A reader recently asked me to explain the different types of editors available to help her with her book. Although I have mentioned several types of editing services on my FAQs page, I thought I’d delve into the subject a bit more deeply here—after all, I’m always happy to oblige my readers!
The four basic types of editors are developmental, substantive, copy, and proofreaders.
Developmental editors help writers with the overall structure of their content, including content creation, organization, tone of voice, and character development (when applicable). Developmental editors are concerned with the material as a whole rather than specific grammatical issues.
Copy editors identify grammar issues, punctuation errors, and other problems such as awkward phrasing and inconsistent language. Copy editors sometimes provide minor rephrasing or light rewriting. (Have you noticed that copy editor sometimes appears as copyeditor? Check out “Am I a Copyeditor or a Copy Editor” for an explanation of the different spellings.)

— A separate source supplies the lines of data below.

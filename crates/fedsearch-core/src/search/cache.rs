//! TTL cache of complete search responses

use super::{SearchRequest, SearchResponse};
use crate::config::CacheConfig;
use serde::{Deserialize, Serialize};
use sha2::{Digest, Sha256};
use std::collections::{HashMap, HashSet};
use std::sync::atomic::{AtomicU64, Ordering};
use std::sync::{Arc, RwLock};
use std::time::Duration;
use tokio::task::JoinHandle;
use tokio::time::Instant;

/// Cache key: the requester plus a SHA-256 fingerprint of the request
#[derive(Debug, Clone, PartialEq, Eq, Hash)]
pub struct CacheKey {
    user_id: String,
    fingerprint: String,
}

impl CacheKey {
    /// Key over requester, connection, raw query, strategy, limit, effective
    /// offset and every explicit filter. `request.limit` should already be
    /// clamped so equivalent requests share a key.
    pub fn for_request(request: &SearchRequest) -> Self {
        let mut hasher = Sha256::new();
        for field in [
            request.user_id.as_str(),
            request.connection_id.as_deref().unwrap_or(""),
            request.query.as_str(),
            request.strategy.as_str(),
        ] {
            hasher.update(field.as_bytes());
            hasher.update([0u8]);
        }
        hasher.update((request.limit as u64).to_le_bytes());
        hasher.update((request.effective_offset() as u64).to_le_bytes());

        if let Some(filters) = request.filters.as_ref().filter(|f| !f.is_empty()) {
            if let Ok(json) = serde_json::to_vec(filters) {
                hasher.update(&json);
            }
        }

        Self {
            user_id: request.user_id.clone(),
            fingerprint: format!("{:x}", hasher.finalize()),
        }
    }

    pub fn user_id(&self) -> &str {
        &self.user_id
    }

    pub fn fingerprint(&self) -> &str {
        &self.fingerprint
    }
}

/// Cache counters
#[derive(Debug, Clone, Copy, Default, PartialEq, Eq, Serialize, Deserialize)]
pub struct CacheStats {
    pub hits: u64,
    pub misses: u64,
    pub entries: usize,
}

struct CacheEntry {
    response: SearchResponse,
    expires_at: Instant,
}

#[derive(Default)]
struct CacheState {
    entries: HashMap<CacheKey, CacheEntry>,
    by_user: HashMap<String, HashSet<CacheKey>>,
}

impl CacheState {
    fn remove(&mut self, key: &CacheKey) -> bool {
        let removed = self.entries.remove(key).is_some();
        if let Some(keys) = self.by_user.get_mut(&key.user_id) {
            keys.remove(key);
            if keys.is_empty() {
                self.by_user.remove(&key.user_id);
            }
        }
        removed
    }

    fn purge_expired(&mut self, now: Instant) -> usize {
        let expired: Vec<CacheKey> = self
            .entries
            .iter()
            .filter(|(_, e)| e.expires_at <= now)
            .map(|(k, _)| k.clone())
            .collect();
        for key in &expired {
            self.remove(key);
        }
        expired.len()
    }

    /// Make room for one more entry
    fn evict_for_insert(&mut self, max_entries: usize, now: Instant) {
        if self.entries.len() < max_entries {
            return;
        }
        self.purge_expired(now);
        if self.entries.len() < max_entries {
            return;
        }
        let victim = self
            .entries
            .iter()
            .min_by_key(|(_, e)| e.expires_at)
            .map(|(k, _)| k.clone());
        if let Some(key) = victim {
            self.remove(&key);
        }
    }
}

struct CacheInner {
    state: RwLock<CacheState>,
    ttl: Duration,
    max_entries: usize,
    hits: AtomicU64,
    misses: AtomicU64,
}

impl CacheInner {
    fn purge_expired(&self) -> usize {
        match self.state.write() {
            Ok(mut state) => state.purge_expired(Instant::now()),
            Err(_) => 0,
        }
    }
}

enum Lookup {
    Hit(SearchResponse),
    Expired,
    Missing,
}

/// Shared response cache.
///
/// Cheap to clone; clones share entries. A poisoned lock degrades to
/// misses and dropped writes.
#[derive(Clone)]
pub struct SearchCache {
    inner: Arc<CacheInner>,
}

impl SearchCache {
    pub fn new(ttl: Duration, max_entries: usize) -> Self {
        Self {
            inner: Arc::new(CacheInner {
                state: RwLock::new(CacheState::default()),
                ttl,
                max_entries,
                hits: AtomicU64::new(0),
                misses: AtomicU64::new(0),
            }),
        }
    }

    pub fn from_config(config: &CacheConfig) -> Self {
        Self::new(config.ttl(), config.max_entries)
    }

    pub fn ttl(&self) -> Duration {
        self.inner.ttl
    }

    /// Stored copy of the response, if present and not expired.
    ///
    /// An expired entry is removed and reported as a miss.
    pub fn get(&self, key: &CacheKey) -> Option<SearchResponse> {
        let now = Instant::now();
        let lookup = match self.inner.state.read() {
            Ok(state) => match state.entries.get(key) {
                Some(entry) if now < entry.expires_at => Lookup::Hit(entry.response.clone()),
                Some(_) => Lookup::Expired,
                None => Lookup::Missing,
            },
            Err(_) => Lookup::Missing,
        };

        match lookup {
            Lookup::Hit(response) => {
                self.inner.hits.fetch_add(1, Ordering::Relaxed);
                tracing::debug!(user_id = %key.user_id, "Search cache hit");
                Some(response)
            }
            Lookup::Expired => {
                if let Ok(mut state) = self.inner.state.write() {
                    // another writer may have refreshed it in between
                    let still_expired = state
                        .entries
                        .get(key)
                        .is_some_and(|e| e.expires_at <= Instant::now());
                    if still_expired {
                        state.remove(key);
                    }
                }
                self.inner.misses.fetch_add(1, Ordering::Relaxed);
                tracing::debug!(user_id = %key.user_id, "Search cache entry expired");
                None
            }
            Lookup::Missing => {
                self.inner.misses.fetch_add(1, Ordering::Relaxed);
                None
            }
        }
    }

    /// Store a frozen copy of `response` for the configured TTL
    pub fn set(&self, key: CacheKey, response: &SearchResponse) {
        if self.inner.max_entries == 0 {
            return;
        }
        let now = Instant::now();
        let Ok(mut state) = self.inner.state.write() else {
            return;
        };

        if !state.entries.contains_key(&key) {
            state.evict_for_insert(self.inner.max_entries, now);
        }
        state
            .by_user
            .entry(key.user_id.clone())
            .or_default()
            .insert(key.clone());
        state.entries.insert(
            key,
            CacheEntry {
                response: response.clone(),
                expires_at: now + self.inner.ttl,
            },
        );
    }

    pub fn invalidate(&self, key: &CacheKey) -> bool {
        match self.inner.state.write() {
            Ok(mut state) => state.remove(key),
            Err(_) => false,
        }
    }

    /// Drop every entry belonging to `user_id`, returning how many were removed
    pub fn invalidate_user(&self, user_id: &str) -> usize {
        let Ok(mut state) = self.inner.state.write() else {
            return 0;
        };
        let keys = state.by_user.remove(user_id).unwrap_or_default();
        let removed = keys
            .iter()
            .filter(|key| state.entries.remove(*key).is_some())
            .count();
        tracing::debug!(user_id, removed, "Invalidated cached searches");
        removed
    }

    pub fn clear(&self) {
        if let Ok(mut state) = self.inner.state.write() {
            state.entries.clear();
            state.by_user.clear();
        }
    }

    pub fn len(&self) -> usize {
        self.inner
            .state
            .read()
            .map(|state| state.entries.len())
            .unwrap_or(0)
    }

    pub fn is_empty(&self) -> bool {
        self.len() == 0
    }

    pub fn purge_expired(&self) -> usize {
        self.inner.purge_expired()
    }

    pub fn stats(&self) -> CacheStats {
        CacheStats {
            hits: self.inner.hits.load(Ordering::Relaxed),
            misses: self.inner.misses.load(Ordering::Relaxed),
            entries: self.len(),
        }
    }

    /// Start the periodic expiry sweep.
    ///
    /// The task holds only a weak reference and exits once every clone of
    /// the cache has been dropped.
    pub fn spawn_cleanup(&self, interval: Duration) -> JoinHandle<()> {
        let weak = Arc::downgrade(&self.inner);
        let period = interval.max(Duration::from_millis(1));
        tokio::spawn(async move {
            let mut ticker = tokio::time::interval(period);
            // the first tick completes immediately
            ticker.tick().await;
            loop {
                ticker.tick().await;
                let Some(inner) = weak.upgrade() else {
                    break;
                };
                let purged = inner.purge_expired();
                if purged > 0 {
                    tracing::debug!(purged, "Purged expired search cache entries");
                }
            }
        })
    }
}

Substantive editors (also called content or line editors) go a step further than copy editors to address clarity and style. Substantive editors perform moderate rephrasing at the sentence level all the way up to major rewrites of entire paragraphs, sections, or chapters.
Proofreaders find formatting and grammatical errors in finished documents. Proofreaders are the last line of (typo) defense before a document goes to print or web publication.
Please note that many editors call themselves “copy editors” but offer a combination of services, not just copyediting. I, personally, focus on substantive editing, copyediting, and proofreading—and refer to myself as a copy editor on my website, business card, and social media profiles. In addition, most editors fulfill different roles for different projects: I may serve as a substantive editor on one project while proofreading another.
In addition, you may also run across titles such as managing editor, acquisitions editor, production editor, and editor in chief. I didn’t include these job titles in this post because the individuals holding these titles are generally involved with project and staff management rather than editing. Plus, these individuals usually hold in-house positions at publishing houses and news agencies instead of operating as freelancers or independent contractors.